» EXERCISE BRIEF:
Within the data below, copy each line where the string "SocketAddr" is found.

» DATA PROVIDED:
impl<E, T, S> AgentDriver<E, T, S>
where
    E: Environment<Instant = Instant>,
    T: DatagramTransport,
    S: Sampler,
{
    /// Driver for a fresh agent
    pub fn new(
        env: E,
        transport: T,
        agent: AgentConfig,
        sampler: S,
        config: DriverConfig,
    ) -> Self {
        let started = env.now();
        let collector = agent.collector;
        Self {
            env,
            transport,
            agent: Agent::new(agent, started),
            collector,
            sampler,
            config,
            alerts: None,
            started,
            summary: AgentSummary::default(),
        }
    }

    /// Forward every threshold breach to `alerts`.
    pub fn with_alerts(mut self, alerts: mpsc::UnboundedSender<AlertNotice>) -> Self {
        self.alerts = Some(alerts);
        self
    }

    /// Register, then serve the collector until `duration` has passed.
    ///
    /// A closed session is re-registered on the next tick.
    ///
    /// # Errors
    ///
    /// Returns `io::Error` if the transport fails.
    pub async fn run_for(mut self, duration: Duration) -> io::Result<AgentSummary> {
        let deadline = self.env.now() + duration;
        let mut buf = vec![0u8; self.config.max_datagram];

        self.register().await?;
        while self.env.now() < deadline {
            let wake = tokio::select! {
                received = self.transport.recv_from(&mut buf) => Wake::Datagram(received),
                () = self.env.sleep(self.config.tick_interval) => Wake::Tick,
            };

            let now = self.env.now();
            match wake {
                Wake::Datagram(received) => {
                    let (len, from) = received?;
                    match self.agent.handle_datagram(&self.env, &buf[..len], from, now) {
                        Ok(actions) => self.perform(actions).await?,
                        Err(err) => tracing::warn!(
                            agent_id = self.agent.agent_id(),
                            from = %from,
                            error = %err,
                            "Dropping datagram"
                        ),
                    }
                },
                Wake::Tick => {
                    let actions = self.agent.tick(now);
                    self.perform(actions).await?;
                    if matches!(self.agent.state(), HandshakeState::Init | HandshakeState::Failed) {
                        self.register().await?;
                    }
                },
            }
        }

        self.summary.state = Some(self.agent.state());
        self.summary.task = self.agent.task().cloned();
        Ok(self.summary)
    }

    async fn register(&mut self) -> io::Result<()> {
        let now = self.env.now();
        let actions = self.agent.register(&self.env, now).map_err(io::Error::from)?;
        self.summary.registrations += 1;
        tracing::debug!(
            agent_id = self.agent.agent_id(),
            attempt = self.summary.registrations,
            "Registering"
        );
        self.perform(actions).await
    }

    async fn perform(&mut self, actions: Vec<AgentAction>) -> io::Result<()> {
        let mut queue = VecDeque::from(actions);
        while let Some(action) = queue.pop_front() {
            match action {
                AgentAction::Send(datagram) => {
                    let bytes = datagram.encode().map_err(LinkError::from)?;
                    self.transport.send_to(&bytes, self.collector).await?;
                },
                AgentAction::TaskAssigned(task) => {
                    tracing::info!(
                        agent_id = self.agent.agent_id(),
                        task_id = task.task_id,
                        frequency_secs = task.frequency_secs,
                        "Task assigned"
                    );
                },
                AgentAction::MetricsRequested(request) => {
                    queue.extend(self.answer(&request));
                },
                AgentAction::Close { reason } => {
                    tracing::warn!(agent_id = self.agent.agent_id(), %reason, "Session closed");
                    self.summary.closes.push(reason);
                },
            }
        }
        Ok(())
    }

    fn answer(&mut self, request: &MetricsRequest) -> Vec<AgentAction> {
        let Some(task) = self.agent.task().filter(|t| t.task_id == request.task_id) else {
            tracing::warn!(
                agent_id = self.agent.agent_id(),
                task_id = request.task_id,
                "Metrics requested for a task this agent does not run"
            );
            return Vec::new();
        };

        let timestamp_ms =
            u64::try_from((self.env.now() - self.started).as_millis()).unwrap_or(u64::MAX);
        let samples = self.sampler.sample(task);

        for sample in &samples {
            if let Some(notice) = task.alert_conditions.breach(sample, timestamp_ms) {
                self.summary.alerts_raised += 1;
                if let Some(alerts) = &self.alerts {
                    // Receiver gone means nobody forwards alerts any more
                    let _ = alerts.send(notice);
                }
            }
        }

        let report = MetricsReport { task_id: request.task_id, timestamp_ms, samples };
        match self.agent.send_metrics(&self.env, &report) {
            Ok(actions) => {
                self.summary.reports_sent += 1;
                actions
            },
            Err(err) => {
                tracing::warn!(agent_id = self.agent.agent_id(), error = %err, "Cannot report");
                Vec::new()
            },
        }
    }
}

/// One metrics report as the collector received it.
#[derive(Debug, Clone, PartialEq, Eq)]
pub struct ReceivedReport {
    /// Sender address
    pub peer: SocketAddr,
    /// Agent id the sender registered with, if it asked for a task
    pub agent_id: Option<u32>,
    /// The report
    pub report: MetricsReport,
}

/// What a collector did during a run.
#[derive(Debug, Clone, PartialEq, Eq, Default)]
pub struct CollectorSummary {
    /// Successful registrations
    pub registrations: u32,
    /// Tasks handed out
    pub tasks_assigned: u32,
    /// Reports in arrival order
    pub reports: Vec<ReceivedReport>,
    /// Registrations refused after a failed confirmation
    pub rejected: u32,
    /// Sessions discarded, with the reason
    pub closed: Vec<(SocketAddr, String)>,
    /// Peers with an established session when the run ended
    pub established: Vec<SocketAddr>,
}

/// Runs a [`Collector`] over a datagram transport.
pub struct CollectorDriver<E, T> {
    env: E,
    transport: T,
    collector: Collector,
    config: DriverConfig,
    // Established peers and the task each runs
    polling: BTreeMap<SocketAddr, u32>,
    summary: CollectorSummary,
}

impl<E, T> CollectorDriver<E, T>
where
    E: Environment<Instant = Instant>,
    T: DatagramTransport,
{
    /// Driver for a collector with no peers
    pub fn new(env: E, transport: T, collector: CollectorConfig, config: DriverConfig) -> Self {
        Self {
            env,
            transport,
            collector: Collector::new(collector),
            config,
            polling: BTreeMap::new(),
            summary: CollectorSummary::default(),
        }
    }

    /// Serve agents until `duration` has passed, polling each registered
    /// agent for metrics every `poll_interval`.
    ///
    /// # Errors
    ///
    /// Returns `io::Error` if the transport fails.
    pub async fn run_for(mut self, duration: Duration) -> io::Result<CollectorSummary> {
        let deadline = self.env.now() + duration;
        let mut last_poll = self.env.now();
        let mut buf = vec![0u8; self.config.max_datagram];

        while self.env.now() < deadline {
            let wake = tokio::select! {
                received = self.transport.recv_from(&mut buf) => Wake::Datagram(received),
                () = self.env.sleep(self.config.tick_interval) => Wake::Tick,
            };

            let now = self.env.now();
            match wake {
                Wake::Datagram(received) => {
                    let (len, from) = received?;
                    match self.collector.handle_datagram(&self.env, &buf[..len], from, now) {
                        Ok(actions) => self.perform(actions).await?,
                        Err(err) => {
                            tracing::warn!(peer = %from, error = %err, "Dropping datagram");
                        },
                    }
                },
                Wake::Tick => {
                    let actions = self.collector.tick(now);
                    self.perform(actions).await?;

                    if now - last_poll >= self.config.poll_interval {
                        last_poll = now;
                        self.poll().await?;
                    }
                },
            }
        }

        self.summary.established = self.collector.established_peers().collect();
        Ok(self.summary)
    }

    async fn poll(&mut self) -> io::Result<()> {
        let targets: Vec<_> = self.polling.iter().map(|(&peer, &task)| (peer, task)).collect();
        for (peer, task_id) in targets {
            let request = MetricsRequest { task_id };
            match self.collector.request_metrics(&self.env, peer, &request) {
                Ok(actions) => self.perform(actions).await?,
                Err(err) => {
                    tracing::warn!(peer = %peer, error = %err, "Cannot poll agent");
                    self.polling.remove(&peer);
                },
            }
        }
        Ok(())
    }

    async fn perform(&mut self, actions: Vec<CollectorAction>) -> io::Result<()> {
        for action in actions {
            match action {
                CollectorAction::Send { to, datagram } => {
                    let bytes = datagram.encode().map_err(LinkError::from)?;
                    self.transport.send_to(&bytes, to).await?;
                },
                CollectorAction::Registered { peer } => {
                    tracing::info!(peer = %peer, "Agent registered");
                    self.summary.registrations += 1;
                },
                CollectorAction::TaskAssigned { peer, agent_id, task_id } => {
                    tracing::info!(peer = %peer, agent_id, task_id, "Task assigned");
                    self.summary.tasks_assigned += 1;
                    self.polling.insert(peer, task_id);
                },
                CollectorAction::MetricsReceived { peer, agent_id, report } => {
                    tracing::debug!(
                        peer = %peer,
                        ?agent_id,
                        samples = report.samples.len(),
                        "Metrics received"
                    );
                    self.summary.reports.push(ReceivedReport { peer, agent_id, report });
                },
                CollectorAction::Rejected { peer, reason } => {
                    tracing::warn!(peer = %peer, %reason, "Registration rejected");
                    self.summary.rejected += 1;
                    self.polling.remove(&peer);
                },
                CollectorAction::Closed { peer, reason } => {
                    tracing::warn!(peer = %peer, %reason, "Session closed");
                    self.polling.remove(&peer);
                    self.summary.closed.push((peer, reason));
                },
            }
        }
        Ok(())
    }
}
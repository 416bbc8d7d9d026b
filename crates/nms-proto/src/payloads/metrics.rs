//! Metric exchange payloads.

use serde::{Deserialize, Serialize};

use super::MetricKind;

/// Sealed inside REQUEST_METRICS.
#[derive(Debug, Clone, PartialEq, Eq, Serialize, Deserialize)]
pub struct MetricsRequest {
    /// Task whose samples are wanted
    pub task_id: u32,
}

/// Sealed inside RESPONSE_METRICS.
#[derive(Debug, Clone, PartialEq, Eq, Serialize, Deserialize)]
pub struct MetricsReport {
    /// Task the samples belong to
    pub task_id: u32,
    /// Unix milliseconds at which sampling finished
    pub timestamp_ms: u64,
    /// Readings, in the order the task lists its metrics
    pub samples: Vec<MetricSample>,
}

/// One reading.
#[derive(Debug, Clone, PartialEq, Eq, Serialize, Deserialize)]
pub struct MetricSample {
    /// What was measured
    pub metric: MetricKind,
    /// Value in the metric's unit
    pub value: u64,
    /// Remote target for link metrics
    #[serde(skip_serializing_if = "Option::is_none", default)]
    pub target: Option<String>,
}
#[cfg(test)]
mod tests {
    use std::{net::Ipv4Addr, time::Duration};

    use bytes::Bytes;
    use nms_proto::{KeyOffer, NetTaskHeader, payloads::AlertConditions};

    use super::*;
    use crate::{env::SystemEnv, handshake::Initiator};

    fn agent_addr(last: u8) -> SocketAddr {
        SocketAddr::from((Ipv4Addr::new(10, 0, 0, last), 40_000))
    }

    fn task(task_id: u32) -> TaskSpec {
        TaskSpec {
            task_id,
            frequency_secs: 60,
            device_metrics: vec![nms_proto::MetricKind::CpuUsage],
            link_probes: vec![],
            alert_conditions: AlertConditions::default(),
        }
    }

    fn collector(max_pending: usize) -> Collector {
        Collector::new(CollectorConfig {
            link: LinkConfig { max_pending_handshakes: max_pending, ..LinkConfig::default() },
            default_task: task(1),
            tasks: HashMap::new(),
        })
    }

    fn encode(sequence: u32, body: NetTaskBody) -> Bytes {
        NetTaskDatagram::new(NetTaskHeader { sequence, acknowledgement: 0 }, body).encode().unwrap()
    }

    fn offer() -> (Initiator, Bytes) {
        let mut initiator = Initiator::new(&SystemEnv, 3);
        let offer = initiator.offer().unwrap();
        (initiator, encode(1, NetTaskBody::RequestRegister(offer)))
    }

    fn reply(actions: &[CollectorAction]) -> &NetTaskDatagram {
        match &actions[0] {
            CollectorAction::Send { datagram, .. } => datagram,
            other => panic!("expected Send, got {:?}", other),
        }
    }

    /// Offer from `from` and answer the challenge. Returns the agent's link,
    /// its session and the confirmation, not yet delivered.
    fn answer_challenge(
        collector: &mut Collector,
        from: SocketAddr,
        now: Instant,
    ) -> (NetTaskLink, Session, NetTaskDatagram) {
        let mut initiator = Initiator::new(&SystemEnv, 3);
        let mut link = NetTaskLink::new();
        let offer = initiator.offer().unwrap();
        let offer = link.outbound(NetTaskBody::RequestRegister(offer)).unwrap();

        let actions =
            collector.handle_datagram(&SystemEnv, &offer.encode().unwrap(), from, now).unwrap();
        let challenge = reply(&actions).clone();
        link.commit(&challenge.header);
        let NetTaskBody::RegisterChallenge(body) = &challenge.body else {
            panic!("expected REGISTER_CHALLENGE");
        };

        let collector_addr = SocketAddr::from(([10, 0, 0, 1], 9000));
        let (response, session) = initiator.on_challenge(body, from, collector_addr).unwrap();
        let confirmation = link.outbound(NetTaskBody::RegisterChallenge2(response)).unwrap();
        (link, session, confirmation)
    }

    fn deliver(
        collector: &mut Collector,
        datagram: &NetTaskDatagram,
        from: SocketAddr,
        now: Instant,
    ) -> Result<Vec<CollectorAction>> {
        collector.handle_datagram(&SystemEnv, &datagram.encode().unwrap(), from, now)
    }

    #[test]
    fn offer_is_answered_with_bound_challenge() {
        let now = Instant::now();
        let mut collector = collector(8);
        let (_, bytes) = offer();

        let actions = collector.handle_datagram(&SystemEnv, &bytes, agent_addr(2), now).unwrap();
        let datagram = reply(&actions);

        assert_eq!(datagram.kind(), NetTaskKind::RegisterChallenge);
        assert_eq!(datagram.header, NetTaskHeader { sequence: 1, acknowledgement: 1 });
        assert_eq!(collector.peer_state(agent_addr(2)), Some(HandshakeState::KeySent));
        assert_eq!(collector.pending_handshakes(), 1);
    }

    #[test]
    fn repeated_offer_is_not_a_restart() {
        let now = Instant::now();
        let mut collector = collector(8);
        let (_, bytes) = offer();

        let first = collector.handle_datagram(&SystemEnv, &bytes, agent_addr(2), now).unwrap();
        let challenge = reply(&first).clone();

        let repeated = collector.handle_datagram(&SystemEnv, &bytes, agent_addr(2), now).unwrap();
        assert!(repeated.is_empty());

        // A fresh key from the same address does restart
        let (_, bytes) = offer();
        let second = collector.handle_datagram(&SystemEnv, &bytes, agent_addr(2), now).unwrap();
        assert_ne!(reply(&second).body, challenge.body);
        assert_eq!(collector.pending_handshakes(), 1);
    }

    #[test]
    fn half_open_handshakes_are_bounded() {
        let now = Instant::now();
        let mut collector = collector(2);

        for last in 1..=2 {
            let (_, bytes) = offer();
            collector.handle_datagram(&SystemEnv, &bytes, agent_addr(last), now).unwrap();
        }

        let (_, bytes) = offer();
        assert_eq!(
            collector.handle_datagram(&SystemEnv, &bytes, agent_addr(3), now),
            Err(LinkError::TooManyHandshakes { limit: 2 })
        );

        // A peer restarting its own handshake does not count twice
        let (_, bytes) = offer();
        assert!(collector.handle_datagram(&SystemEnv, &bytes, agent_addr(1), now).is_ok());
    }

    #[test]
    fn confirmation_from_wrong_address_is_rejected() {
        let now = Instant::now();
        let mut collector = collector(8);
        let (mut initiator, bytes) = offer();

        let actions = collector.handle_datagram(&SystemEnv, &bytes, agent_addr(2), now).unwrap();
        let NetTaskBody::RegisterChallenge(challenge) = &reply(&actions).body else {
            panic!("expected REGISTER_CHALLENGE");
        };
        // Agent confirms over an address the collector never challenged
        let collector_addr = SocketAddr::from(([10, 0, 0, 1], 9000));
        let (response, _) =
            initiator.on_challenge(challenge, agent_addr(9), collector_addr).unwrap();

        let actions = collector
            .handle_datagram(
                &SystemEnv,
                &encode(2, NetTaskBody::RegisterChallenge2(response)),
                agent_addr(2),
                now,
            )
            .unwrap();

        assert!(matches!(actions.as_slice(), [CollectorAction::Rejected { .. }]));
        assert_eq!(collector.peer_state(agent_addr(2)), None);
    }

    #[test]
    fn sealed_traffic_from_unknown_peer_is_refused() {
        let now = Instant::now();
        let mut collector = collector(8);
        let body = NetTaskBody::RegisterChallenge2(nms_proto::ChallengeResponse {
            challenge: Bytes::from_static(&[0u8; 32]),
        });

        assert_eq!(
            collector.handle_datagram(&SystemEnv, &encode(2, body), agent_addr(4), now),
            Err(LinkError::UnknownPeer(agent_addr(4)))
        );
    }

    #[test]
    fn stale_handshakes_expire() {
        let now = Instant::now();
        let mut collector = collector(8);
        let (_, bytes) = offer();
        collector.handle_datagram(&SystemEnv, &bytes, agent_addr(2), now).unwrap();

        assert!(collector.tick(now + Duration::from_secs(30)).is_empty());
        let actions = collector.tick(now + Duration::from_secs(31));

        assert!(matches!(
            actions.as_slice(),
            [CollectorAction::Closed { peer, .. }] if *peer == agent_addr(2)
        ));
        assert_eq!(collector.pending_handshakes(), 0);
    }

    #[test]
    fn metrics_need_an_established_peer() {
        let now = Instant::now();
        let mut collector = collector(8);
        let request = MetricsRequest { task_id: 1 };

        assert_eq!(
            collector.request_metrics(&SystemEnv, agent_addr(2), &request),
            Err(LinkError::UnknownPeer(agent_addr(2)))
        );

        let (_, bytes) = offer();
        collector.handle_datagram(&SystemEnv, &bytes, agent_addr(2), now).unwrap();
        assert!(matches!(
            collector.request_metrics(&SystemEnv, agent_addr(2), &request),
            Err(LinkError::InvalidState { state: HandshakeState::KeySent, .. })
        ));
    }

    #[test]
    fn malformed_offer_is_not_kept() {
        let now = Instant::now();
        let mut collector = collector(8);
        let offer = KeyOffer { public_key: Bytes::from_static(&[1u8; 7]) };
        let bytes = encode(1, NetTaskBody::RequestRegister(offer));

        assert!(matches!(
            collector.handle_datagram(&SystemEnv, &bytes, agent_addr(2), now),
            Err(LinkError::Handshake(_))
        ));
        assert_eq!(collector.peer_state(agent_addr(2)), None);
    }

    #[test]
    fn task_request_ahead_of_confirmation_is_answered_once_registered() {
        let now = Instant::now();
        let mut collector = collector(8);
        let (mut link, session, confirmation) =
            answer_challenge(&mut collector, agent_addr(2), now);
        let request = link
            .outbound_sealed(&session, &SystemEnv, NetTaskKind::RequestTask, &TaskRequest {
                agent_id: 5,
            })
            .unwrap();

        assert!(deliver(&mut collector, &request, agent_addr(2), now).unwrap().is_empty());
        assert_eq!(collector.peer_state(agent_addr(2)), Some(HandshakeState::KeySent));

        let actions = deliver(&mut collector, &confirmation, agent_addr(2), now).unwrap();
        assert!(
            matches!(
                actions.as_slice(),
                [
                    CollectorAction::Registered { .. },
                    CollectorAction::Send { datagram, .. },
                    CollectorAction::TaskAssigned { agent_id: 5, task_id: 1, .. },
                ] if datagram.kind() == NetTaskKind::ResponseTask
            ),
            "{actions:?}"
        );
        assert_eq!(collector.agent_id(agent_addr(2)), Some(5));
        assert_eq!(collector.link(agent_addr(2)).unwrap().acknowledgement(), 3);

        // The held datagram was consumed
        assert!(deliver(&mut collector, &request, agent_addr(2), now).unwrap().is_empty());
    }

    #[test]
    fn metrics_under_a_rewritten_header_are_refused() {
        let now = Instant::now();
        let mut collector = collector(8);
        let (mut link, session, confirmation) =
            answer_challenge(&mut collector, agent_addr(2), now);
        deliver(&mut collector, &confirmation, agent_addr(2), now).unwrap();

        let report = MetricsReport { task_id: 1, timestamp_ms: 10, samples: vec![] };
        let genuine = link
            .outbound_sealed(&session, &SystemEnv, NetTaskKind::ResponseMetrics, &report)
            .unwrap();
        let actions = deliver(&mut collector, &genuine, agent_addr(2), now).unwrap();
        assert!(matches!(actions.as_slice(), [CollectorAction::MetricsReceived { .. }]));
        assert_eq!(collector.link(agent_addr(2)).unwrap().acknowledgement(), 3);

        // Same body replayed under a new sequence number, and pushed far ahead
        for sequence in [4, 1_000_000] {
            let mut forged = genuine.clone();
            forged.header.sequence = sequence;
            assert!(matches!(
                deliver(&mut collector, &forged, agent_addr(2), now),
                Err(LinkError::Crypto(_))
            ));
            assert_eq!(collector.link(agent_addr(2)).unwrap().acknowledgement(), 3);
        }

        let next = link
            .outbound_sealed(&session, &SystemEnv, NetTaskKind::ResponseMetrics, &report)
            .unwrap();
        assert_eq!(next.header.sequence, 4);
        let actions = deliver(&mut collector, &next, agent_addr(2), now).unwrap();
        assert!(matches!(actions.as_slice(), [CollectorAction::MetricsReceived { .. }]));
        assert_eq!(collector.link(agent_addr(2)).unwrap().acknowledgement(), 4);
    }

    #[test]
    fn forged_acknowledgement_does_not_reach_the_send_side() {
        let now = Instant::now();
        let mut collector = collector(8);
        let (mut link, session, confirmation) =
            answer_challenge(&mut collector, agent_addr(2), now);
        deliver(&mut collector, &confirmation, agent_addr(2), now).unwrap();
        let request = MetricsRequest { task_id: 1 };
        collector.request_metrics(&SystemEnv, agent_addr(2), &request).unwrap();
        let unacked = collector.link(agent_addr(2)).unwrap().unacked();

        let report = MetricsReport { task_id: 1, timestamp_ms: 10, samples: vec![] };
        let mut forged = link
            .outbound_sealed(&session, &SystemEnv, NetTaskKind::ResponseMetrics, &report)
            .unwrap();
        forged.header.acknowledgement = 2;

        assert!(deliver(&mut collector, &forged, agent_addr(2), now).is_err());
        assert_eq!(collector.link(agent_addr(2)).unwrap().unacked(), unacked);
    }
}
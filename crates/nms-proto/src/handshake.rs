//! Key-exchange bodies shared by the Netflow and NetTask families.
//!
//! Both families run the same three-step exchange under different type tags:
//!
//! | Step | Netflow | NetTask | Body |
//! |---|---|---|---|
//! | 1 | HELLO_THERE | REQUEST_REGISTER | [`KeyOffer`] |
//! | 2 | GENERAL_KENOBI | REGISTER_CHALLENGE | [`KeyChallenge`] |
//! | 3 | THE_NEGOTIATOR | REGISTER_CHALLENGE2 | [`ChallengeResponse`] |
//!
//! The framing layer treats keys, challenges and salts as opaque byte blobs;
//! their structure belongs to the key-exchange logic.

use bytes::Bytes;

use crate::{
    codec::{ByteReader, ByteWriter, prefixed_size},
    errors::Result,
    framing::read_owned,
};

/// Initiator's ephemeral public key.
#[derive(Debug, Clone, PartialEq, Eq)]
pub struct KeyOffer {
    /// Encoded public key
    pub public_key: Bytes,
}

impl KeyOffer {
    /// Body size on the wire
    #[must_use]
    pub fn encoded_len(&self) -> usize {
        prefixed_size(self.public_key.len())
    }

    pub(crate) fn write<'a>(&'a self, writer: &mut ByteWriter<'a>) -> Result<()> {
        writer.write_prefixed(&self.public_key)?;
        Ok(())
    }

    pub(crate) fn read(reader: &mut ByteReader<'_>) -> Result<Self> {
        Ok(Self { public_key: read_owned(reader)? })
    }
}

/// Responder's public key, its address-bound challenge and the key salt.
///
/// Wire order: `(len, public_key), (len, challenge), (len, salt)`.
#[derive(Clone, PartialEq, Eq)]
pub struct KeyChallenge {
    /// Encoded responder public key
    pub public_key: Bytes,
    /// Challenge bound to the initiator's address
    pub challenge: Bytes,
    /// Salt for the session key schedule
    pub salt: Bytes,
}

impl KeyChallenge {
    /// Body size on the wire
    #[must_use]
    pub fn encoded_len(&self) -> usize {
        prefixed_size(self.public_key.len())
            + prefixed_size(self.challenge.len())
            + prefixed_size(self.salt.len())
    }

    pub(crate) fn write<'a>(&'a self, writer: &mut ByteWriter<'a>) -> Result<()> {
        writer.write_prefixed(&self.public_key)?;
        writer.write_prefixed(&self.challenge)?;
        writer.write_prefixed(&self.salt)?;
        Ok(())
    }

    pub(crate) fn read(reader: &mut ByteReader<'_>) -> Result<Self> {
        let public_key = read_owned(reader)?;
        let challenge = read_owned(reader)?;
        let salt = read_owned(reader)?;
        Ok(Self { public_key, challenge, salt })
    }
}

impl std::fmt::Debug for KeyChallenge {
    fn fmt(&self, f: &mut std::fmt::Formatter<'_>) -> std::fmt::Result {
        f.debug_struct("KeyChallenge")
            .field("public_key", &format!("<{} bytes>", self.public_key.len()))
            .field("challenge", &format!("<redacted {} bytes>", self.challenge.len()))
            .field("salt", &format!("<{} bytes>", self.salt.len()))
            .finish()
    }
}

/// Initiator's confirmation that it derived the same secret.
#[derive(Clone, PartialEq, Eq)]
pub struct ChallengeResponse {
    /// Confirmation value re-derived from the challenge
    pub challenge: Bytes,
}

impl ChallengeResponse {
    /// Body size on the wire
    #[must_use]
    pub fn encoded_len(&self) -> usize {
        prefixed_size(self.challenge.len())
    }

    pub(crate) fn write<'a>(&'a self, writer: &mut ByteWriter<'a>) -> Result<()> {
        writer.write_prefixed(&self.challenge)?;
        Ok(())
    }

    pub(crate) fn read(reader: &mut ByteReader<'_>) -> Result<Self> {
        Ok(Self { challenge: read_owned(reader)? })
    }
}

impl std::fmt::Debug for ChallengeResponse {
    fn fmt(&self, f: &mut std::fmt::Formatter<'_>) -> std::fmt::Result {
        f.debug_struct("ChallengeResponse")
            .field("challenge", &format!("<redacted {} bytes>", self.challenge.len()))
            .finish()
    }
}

» PROBLEM SOLUTION:
    pub peer: SocketAddr,
    pub closed: Vec<(SocketAddr, String)>,
    pub established: Vec<SocketAddr>,
    polling: BTreeMap<SocketAddr, u32>,
    fn agent_addr(last: u8) -> SocketAddr {
        SocketAddr::from((Ipv4Addr::new(10, 0, 0, last), 40_000))
        from: SocketAddr,
        let collector_addr = SocketAddr::from(([10, 0, 0, 1], 9000));
        from: SocketAddr,
        let collector_addr = SocketAddr::from(([10, 0, 0, 1], 9000));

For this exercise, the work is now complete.